● **ENTRIES SHOWN**
● ● ●

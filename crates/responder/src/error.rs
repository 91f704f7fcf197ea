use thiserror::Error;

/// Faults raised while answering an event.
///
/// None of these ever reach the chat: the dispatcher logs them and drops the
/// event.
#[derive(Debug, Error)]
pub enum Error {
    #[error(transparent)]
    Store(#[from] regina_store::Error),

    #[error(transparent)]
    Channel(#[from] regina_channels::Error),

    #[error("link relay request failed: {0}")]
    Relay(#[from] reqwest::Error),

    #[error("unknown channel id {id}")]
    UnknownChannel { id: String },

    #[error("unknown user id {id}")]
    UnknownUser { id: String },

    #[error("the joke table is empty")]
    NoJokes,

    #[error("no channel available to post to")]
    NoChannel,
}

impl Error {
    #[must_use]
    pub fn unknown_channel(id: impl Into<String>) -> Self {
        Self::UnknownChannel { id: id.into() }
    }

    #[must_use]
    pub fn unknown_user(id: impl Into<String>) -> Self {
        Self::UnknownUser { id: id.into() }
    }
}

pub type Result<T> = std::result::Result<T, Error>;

● ● ●

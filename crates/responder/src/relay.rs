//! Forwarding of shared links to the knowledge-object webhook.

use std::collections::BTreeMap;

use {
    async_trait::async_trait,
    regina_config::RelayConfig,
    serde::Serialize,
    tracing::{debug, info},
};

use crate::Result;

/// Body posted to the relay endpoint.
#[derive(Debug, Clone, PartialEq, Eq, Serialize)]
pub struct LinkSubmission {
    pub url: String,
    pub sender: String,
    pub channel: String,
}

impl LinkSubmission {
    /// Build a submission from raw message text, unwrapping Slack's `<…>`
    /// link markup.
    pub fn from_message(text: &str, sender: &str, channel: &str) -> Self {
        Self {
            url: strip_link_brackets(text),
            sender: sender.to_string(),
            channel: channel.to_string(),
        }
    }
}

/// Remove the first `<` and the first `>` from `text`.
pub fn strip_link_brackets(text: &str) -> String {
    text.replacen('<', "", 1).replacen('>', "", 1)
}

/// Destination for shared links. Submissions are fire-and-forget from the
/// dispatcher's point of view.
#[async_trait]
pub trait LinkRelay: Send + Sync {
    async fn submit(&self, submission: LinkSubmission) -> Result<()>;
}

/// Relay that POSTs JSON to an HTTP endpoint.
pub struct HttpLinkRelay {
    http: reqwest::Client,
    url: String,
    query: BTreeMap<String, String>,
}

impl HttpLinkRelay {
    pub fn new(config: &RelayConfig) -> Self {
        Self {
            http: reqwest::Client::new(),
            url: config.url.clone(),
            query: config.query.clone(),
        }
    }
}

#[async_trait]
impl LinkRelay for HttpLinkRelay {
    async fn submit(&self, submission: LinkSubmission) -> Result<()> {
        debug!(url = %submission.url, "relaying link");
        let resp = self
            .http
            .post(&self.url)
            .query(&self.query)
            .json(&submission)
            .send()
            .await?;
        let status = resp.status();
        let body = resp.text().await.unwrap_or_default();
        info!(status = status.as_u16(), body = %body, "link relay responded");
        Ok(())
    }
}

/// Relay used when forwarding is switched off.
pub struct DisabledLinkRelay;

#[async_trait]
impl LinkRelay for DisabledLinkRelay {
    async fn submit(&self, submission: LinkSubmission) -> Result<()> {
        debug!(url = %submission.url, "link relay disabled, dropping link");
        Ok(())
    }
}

● ● ●

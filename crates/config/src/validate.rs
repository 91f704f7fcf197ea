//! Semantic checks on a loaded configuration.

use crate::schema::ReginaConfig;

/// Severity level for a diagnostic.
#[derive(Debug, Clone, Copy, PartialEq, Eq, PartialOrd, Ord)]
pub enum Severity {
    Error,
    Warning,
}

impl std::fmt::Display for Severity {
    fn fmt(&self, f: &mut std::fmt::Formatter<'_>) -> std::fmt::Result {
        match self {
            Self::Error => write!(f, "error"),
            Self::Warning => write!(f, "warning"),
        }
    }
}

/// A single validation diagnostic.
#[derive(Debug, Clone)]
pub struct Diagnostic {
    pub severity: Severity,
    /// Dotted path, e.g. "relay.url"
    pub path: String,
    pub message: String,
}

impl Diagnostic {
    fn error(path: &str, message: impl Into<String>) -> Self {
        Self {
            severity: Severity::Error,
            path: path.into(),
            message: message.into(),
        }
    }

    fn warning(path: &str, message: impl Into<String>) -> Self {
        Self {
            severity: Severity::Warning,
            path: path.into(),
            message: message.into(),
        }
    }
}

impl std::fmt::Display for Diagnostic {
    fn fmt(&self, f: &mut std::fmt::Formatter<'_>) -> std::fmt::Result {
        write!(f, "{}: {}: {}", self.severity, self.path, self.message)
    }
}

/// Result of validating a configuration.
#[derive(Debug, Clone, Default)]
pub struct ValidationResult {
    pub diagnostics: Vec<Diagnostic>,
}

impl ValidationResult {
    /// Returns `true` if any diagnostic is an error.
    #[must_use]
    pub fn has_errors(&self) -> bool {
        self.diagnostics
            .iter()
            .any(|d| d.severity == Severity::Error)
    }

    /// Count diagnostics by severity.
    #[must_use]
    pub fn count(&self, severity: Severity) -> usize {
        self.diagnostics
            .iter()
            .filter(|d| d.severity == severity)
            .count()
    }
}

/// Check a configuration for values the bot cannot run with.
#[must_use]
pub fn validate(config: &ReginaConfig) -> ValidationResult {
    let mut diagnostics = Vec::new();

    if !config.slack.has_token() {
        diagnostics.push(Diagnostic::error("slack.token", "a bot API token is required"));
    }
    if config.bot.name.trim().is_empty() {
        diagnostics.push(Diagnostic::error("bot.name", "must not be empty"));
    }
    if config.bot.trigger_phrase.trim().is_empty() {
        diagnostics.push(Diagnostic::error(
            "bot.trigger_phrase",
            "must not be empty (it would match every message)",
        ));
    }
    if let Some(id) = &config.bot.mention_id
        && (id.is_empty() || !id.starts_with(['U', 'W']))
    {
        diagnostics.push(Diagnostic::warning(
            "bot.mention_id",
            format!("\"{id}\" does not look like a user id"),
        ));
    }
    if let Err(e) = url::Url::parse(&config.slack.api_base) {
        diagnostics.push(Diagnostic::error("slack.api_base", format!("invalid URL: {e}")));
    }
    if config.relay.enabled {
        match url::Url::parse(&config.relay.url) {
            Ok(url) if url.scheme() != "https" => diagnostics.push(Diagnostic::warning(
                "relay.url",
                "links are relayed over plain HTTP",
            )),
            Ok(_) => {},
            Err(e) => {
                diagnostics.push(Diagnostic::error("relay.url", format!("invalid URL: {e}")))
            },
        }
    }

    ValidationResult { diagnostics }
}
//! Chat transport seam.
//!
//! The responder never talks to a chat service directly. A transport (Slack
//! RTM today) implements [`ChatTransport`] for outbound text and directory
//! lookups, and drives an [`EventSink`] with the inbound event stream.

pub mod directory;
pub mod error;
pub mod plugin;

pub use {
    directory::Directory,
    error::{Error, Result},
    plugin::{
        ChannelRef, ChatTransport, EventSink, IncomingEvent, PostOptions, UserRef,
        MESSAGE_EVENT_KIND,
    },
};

● ● ●

● **WHAT TO PRODUCE**
Determine how many lines of the data contain the word "responder", and reply with that number only.

● **RESPONSE TO THIS EXERCISE**
3